### Saved data entries
Content starts
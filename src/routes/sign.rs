//! Signing HTTP endpoint.
//!
//! The caller names an unsigned package already uploaded to the unsigned
//! bucket, its expected SHA-256, the application id, and where the signed
//! package should go. Requests are validated before the signing core runs.

use actix_web::{HttpResponse, ResponseError, web};
use serde::{Deserialize, Serialize};
use sha2::{Digest, Sha256};

use crate::config::Settings;
use crate::error::{ServiceError, ServiceResult};
use crate::signer::{PackageSource, SigningOrchestrator};
use crate::storage::{PackageStorage, RedbStorage};
use crate::tools::Toolchain;

/// Body of `POST /sign`.
#[derive(Serialize, Deserialize, Debug, Clone)]
pub struct SignApkRequest {
    pub apk_id: String,
    pub unsigned_apk_s3_path: String,
    pub unsigned_apk_s3_hash: String,
    pub signed_apk_s3_path: String,
}

impl SignApkRequest {
    fn validate(&self) -> ServiceResult<()> {
        let fields = [
            ("apk_id", &self.apk_id),
            ("unsigned_apk_s3_path", &self.unsigned_apk_s3_path),
            ("unsigned_apk_s3_hash", &self.unsigned_apk_s3_hash),
            ("signed_apk_s3_path", &self.signed_apk_s3_path),
        ];
        match fields.iter().find(|(_, value)| value.trim().is_empty()) {
            Some((name, _)) => Err(ServiceError::InvalidInput(format!("{name} is required"))),
            None => Ok(()),
        }
    }
}

/// Response of `POST /sign`.
#[derive(Serialize, Deserialize, Debug, PartialEq, Eq)]
pub struct SignApkResponse {
    pub signed_apk_s3_url: String,
}

/// POST /sign
///
/// Sign an uploaded package and store the result.
#[tracing::instrument(skip_all, fields(apk_id = %request.apk_id))]
pub async fn sign_apk<T: Toolchain + 'static>(
    signer: web::Data<SigningOrchestrator<T>>,
    storage: web::Data<RedbStorage>,
    settings: web::Data<Settings>,
    request: web::Json<SignApkRequest>,
) -> HttpResponse {
    match handle_sign(&signer, &storage, &settings, request.into_inner()).await {
        Ok(response) => HttpResponse::Ok().json(response),
        Err(e) => {
            tracing::error!(error = %e, "Sign request failed");
            e.error_response()
        }
    }
}

async fn handle_sign<T: Toolchain>(
    signer: &SigningOrchestrator<T>,
    storage: &RedbStorage,
    settings: &Settings,
    request: SignApkRequest,
) -> ServiceResult<SignApkResponse> {
    request.validate()?;

    let bucket = &settings.buckets().unsigned;
    if !storage.bucket_key_exists(bucket, &request.unsigned_apk_s3_path)? {
        return Err(ServiceError::SourceNotFound(format!(
            "{bucket}/{}",
            request.unsigned_apk_s3_path
        )));
    }

    let unsigned = storage.get_package(&request.unsigned_apk_s3_path)?;
    let actual = hex::encode(Sha256::digest(&unsigned));
    let expected = request.unsigned_apk_s3_hash.trim();
    if !actual.eq_ignore_ascii_case(expected) {
        return Err(ServiceError::HashMismatch {
            expected: expected.to_string(),
            actual,
        });
    }

    let mut signed = signer
        .sign(&request.apk_id, PackageSource::Bytes(&unsigned))
        .await?;
    storage.put_signed_package(&mut signed, &request.signed_apk_s3_path)?;

    Ok(SignApkResponse {
        signed_apk_s3_url: storage.signed_package_url(&request.signed_apk_s3_path),
    })
}

/// Configure signing routes.
pub fn configure<T: Toolchain + 'static>(cfg: &mut web::ServiceConfig) {
    cfg.route("/sign", web::post().to(sign_apk::<T>));
}
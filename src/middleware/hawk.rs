//! Hawk request authentication.
//!
//! Callers sign every request with a shared key looked up by credential id:
//!
//! ```text
//! Authorization: Hawk id="build-bot", ts="1353832234", nonce="j4h3g2",
//!                hash="<payload hash>", mac="<request mac>"
//! ```
//!
//! The MAC is HMAC-SHA256 over the method, path and query, host, port,
//! timestamp, nonce and payload hash. The payload hash covers the content type
//! and the raw body, so a tampered body fails verification. Timestamps outside
//! the accepted skew and nonces already seen inside that window are rejected.

use std::collections::HashMap;
use std::sync::{Mutex, PoisonError};
use std::time::{Duration, SystemTime, UNIX_EPOCH};

use base64::Engine;
use base64::engine::general_purpose::STANDARD as BASE64;
use hmac::{Hmac, Mac};
use sha2::{Digest, Sha256};
use thiserror::Error;

use crate::config::Secret;

type HmacSha256 = Hmac<Sha256>;

const HEADER_PREFIX: &str = "hawk.1.header";
const PAYLOAD_PREFIX: &str = "hawk.1.payload";

/// Reasons a request is refused. Callers only ever see a bare 401.
#[derive(Error, Debug, PartialEq, Eq)]
pub enum HawkError {
    #[error("missing authorization header")]
    MissingHeader,

    #[error("malformed authorization header: {0}")]
    Malformed(String),

    #[error("unknown credential id {0}")]
    UnknownCredential(String),

    #[error("credential key cannot be used as an HMAC key")]
    InvalidKey,

    #[error("request MAC does not match")]
    BadMac,

    #[error("payload hash missing or does not match the body")]
    BadPayloadHash,

    #[error("timestamp {ts} is outside the accepted window around {now}")]
    StaleTimestamp { ts: u64, now: u64 },

    #[error("nonce already used")]
    ReplayedNonce,
}

/// Attributes of a `Hawk` authorization header.
#[derive(Debug, Default, Clone, PartialEq, Eq)]
pub struct HawkHeader {
    pub id: String,
    pub ts: u64,
    pub nonce: String,
    pub hash: Option<String>,
    pub ext: Option<String>,
    pub mac: String,
    pub app: Option<String>,
    pub dlg: Option<String>,
}

impl HawkHeader {
    pub fn parse(header: &str) -> Result<Self, HawkError> {
        let header = header.trim();
        let attributes = match header.split_once(' ') {
            Some((scheme, rest)) if scheme.eq_ignore_ascii_case("hawk") => rest,
            _ => return Err(HawkError::Malformed("not a Hawk header".to_string())),
        };

        let mut values: HashMap<&str, &str> = HashMap::new();
        let mut rest = attributes.trim_start_matches([' ', ',']);
        while !rest.is_empty() {
            let (key, after_key) = rest
                .split_once("=\"")
                .ok_or_else(|| HawkError::Malformed("expected key=\"value\"".to_string()))?;
            let key = key.trim();
            let (value, after_value) = after_key
                .split_once('"')
                .ok_or_else(|| HawkError::Malformed(format!("unterminated value for {key}")))?;
            if !matches!(key, "id" | "ts" | "nonce" | "hash" | "ext" | "mac" | "app" | "dlg") {
                return Err(HawkError::Malformed(format!("unknown attribute {key}")));
            }
            if values.insert(key, value).is_some() {
                return Err(HawkError::Malformed(format!("duplicate attribute {key}")));
            }
            rest = after_value.trim_start_matches([' ', ',']);
        }

        let required = |key: &str| {
            values
                .get(key)
                .filter(|v| !v.is_empty())
                .map(|v| (*v).to_string())
                .ok_or_else(|| HawkError::Malformed(format!("missing {key}")))
        };
        let optional = |key: &str| values.get(key).map(|v| (*v).to_string());

        Ok(Self {
            id: required("id")?,
            ts: required("ts")?
                .parse()
                .map_err(|_| HawkError::Malformed("ts is not a number".to_string()))?,
            nonce: required("nonce")?,
            mac: required("mac")?,
            hash: optional("hash"),
            ext: optional("ext"),
            app: optional("app"),
            dlg: optional("dlg"),
        })
    }
}

/// The parts of a request that are covered by the MAC.
#[derive(Debug, Clone, Copy)]
pub struct RequestParts<'a> {
    pub method: &'a str,
    /// Path and query, exactly as sent.
    pub resource: &'a str,
    pub host: &'a str,
    pub port: u16,
    pub content_type: Option<&'a str>,
    pub body: &'a [u8],
}

/// Base64 SHA-256 of the content type (without parameters) and body.
pub fn payload_hash(content_type: Option<&str>, body: &[u8]) -> String {
    let content_type = content_type
        .and_then(|ct| ct.split(';').next())
        .unwrap_or_default()
        .trim()
        .to_ascii_lowercase();

    let mut hasher = Sha256::new();
    hasher.update(PAYLOAD_PREFIX.as_bytes());
    hasher.update(b"\n");
    hasher.update(content_type.as_bytes());
    hasher.update(b"\n");
    hasher.update(body);
    hasher.update(b"\n");
    BASE64.encode(hasher.finalize())
}

fn normalized_string(header: &HawkHeader, request: &RequestParts<'_>) -> String {
    let mut normalized = format!(
        "{HEADER_PREFIX}\n{}\n{}\n{}\n{}\n{}\n{}\n{}\n{}\n",
        header.ts,
        header.nonce,
        request.method.to_ascii_uppercase(),
        request.resource,
        request.host.to_ascii_lowercase(),
        request.port,
        header.hash.as_deref().unwrap_or_default(),
        header.ext.as_deref().unwrap_or_default(),
    );
    if let Some(app) = &header.app {
        normalized.push_str(&format!(
            "{app}\n{}\n",
            header.dlg.as_deref().unwrap_or_default()
        ));
    }
    normalized
}

fn mac_for(key: &Secret, normalized: &str) -> Result<HmacSha256, HawkError> {
    let mut mac =
        HmacSha256::new_from_slice(key.expose().as_bytes()).map_err(|_| HawkError::InvalidKey)?;
    mac.update(normalized.as_bytes());
    Ok(mac)
}

/// Build an authorization header for `request` (client side and tests).
pub fn client_header(
    id: &str,
    key: &Secret,
    ts: u64,
    nonce: &str,
    request: &RequestParts<'_>,
) -> Result<String, HawkError> {
    let mut header = HawkHeader {
        id: id.to_string(),
        ts,
        nonce: nonce.to_string(),
        hash: Some(payload_hash(request.content_type, request.body)),
        ..HawkHeader::default()
    };
    let mac = mac_for(key, &normalized_string(&header, request))?;
    header.mac = BASE64.encode(mac.finalize().into_bytes());

    Ok(format!(
        "Hawk id=\"{}\", ts=\"{}\", nonce=\"{}\", hash=\"{}\", mac=\"{}\"",
        header.id,
        header.ts,
        header.nonce,
        header.hash.as_deref().unwrap_or_default(),
        header.mac
    ))
}

/// Seconds since the Unix epoch.
pub fn now_secs() -> u64 {
    SystemTime::now()
        .duration_since(UNIX_EPOCH)
        .map_or(0, |d| d.as_secs())
}

/// Checks Hawk headers against a credential map and remembers recent nonces.
pub struct HawkVerifier {
    credentials: HashMap<String, Secret>,
    skew: Duration,
    // (credential id, nonce) -> timestamp
    seen: Mutex<HashMap<(String, String), u64>>,
}

impl HawkVerifier {
    pub fn new(credentials: HashMap<String, Secret>, skew: Duration) -> Self {
        Self {
            credentials,
            skew,
            seen: Mutex::new(HashMap::new()),
        }
    }

    /// Verify `authorization` for `request` at time `now`, returning the
    /// authenticated credential id.
    pub fn verify(
        &self,
        authorization: Option<&str>,
        request: &RequestParts<'_>,
        now: u64,
    ) -> Result<String, HawkError> {
        let header = HawkHeader::parse(authorization.ok_or(HawkError::MissingHeader)?)?;
        let key = self
            .credentials
            .get(&header.id)
            .ok_or_else(|| HawkError::UnknownCredential(header.id.clone()))?;

        let provided = BASE64
            .decode(&header.mac)
            .map_err(|_| HawkError::Malformed("mac is not base64".to_string()))?;
        mac_for(key, &normalized_string(&header, request))?
            .verify_slice(&provided)
            .map_err(|_| HawkError::BadMac)?;

        // The MAC covers the claimed hash; now bind the claim to the body.
        match &header.hash {
            Some(hash) if *hash == payload_hash(request.content_type, request.body) => {}
            None if request.body.is_empty() => {}
            _ => return Err(HawkError::BadPayloadHash),
        }

        let skew = self.skew.as_secs();
        if header.ts.abs_diff(now) > skew {
            return Err(HawkError::StaleTimestamp { ts: header.ts, now });
        }

        let mut seen = self.seen.lock().unwrap_or_else(PoisonError::into_inner);
        seen.retain(|_, ts| ts.abs_diff(now) <= skew);
        if seen
            .insert((header.id.clone(), header.nonce.clone()), header.ts)
            .is_some()
        {
            return Err(HawkError::ReplayedNonce);
        }

        Ok(header.id)
    }
}

#[cfg(test)]
mod tests {
    use super::*;

    // Published Hawk example credentials.
    const ID: &str = "dh37fgj492je";
    const KEY: &str = "werxhqb98rpaxn39848xrunpaw3489ruxnpa98w4rxn";
    const TS: u64 = 1_353_832_234;

    fn key() -> Secret {
        Secret::new(KEY)
    }

    fn verifier() -> HawkVerifier {
        HawkVerifier::new(
            HashMap::from([(ID.to_string(), key())]),
            Duration::from_secs(60),
        )
    }

    fn post<'a>(body: &'a [u8]) -> RequestParts<'a> {
        RequestParts {
            method: "POST",
            resource: "/resource/1?b=1&a=2",
            host: "example.com",
            port: 8000,
            content_type: Some("text/plain"),
            body,
        }
    }

    #[test]
    fn test_reference_mac_without_payload() {
        let header = HawkHeader {
            id: ID.to_string(),
            ts: TS,
            nonce: "j4h3g2".to_string(),
            ext: Some("some-app-ext-data".to_string()),
            ..HawkHeader::default()
        };
        let request = RequestParts {
            method: "GET",
            resource: "/resource/1?b=1&a=2",
            host: "example.com",
            port: 8000,
            content_type: None,
            body: b"",
        };
        let mac = mac_for(&key(), &normalized_string(&header, &request)).unwrap();
        assert_eq!(
            BASE64.encode(mac.finalize().into_bytes()),
            "6R4rV5iE+NPoym+WwjeHzjAGXUtLNIxmo1vpMofpLAE="
        );
    }

    #[test]
    fn test_reference_payload_hash_and_mac() {
        let body = b"Thank you for flying Hawk";
        let hash = payload_hash(Some("text/plain; charset=utf-8"), body);
        assert_eq!(hash, "Yi9LfIIFRtBEPt74PVmbTF/xVAwPn7ub15ePICfgnuY=");

        let header = format!(
            "Hawk id=\"{ID}\", ts=\"{TS}\", nonce=\"j4h3g2\", hash=\"{hash}\", \
             ext=\"some-app-ext-data\", mac=\"aSe1DERmZuRl3pI36/9BdZmnErTw3sNzOOAUlfeKjVw=\""
        );
        assert_eq!(verifier().verify(Some(&header), &post(body), TS), Ok(ID.to_string()));
    }

    #[test]
    fn test_parse_header() {
        let header = HawkHeader::parse(
            "Hawk id=\"a\", ts=\"5\", nonce=\"n\", ext=\"x, y\", mac=\"m\"",
        )
        .unwrap();
        assert_eq!(header.id, "a");
        assert_eq!(header.ts, 5);
        assert_eq!(header.ext.as_deref(), Some("x, y"));
        assert_eq!(header.hash, None);

        for bad in [
            "Bearer abc",
            "Hawk id=\"a\", ts=\"5\", nonce=\"n\"",
            "Hawk id=\"a\", ts=\"soon\", nonce=\"n\", mac=\"m\"",
            "Hawk id=\"a\", id=\"b\", ts=\"5\", nonce=\"n\", mac=\"m\"",
            "Hawk id=\"a\", ts=\"5\", nonce=\"n\", mac=\"m\", role=\"admin\"",
            "Hawk id=\"a",
        ] {
            assert!(
                matches!(HawkHeader::parse(bad), Err(HawkError::Malformed(_))),
                "{bad}"
            );
        }
    }

    #[test]
    fn test_client_header_round_trip() {
        let body = b"{\"apk_id\":\"app-42\"}";
        let request = post(body);
        let header = client_header(ID, &key(), TS, "abc123", &request).unwrap();
        assert_eq!(verifier().verify(Some(&header), &request, TS + 10), Ok(ID.to_string()));
    }

    #[test]
    fn test_tampered_body_is_rejected() {
        let request = post(b"{\"apk_id\":\"app-42\"}");
        let header = client_header(ID, &key(), TS, "abc123", &request).unwrap();

        let tampered = post(b"{\"apk_id\":\"app-666\"}");
        assert_eq!(
            verifier().verify(Some(&header), &tampered, TS),
            Err(HawkError::BadPayloadHash)
        );
    }

    #[test]
    fn test_wrong_key_and_altered_request_are_rejected() {
        let request = post(b"body");
        let forged = client_header(ID, &Secret::new("not the key"), TS, "abc123", &request).unwrap();
        assert_eq!(
            verifier().verify(Some(&forged), &request, TS),
            Err(HawkError::BadMac)
        );

        let header = client_header(ID, &key(), TS, "abc123", &request).unwrap();
        let other_path = RequestParts {
            resource: "/resource/2",
            ..request
        };
        assert_eq!(
            verifier().verify(Some(&header), &other_path, TS),
            Err(HawkError::BadMac)
        );
    }

    #[test]
    fn test_unknown_id_and_missing_header() {
        let request = post(b"");
        let header = client_header("stranger", &key(), TS, "abc123", &request).unwrap();
        assert_eq!(
            verifier().verify(Some(&header), &request, TS),
            Err(HawkError::UnknownCredential("stranger".to_string()))
        );
        assert_eq!(
            verifier().verify(None, &request, TS),
            Err(HawkError::MissingHeader)
        );
    }

    #[test]
    fn test_stale_timestamp_is_rejected() {
        let request = post(b"body");
        let header = client_header(ID, &key(), TS, "abc123", &request).unwrap();
        assert_eq!(
            verifier().verify(Some(&header), &request, TS + 3600),
            Err(HawkError::StaleTimestamp { ts: TS, now: TS + 3600 })
        );
    }

    #[test]
    fn test_replayed_nonce_is_rejected() {
        let verifier = verifier();
        let request = post(b"body");
        let header = client_header(ID, &key(), TS, "once", &request).unwrap();

        assert!(verifier.verify(Some(&header), &request, TS).is_ok());
        assert_eq!(
            verifier.verify(Some(&header), &request, TS + 1),
            Err(HawkError::ReplayedNonce)
        );

        let fresh = client_header(ID, &key(), TS, "twice", &request).unwrap();
        assert!(verifier.verify(Some(&fresh), &request, TS + 1).is_ok());
    }
}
Content ends
### Task objective
Wherever a line above contains "values", copy that line.

### Result of this exercise
        let mut values: HashMap<&str, &str> = HashMap::new();
            if values.insert(key, value).is_some() {
            values
        let optional = |key: &str| values.get(key).map(|v| (*v).to_string());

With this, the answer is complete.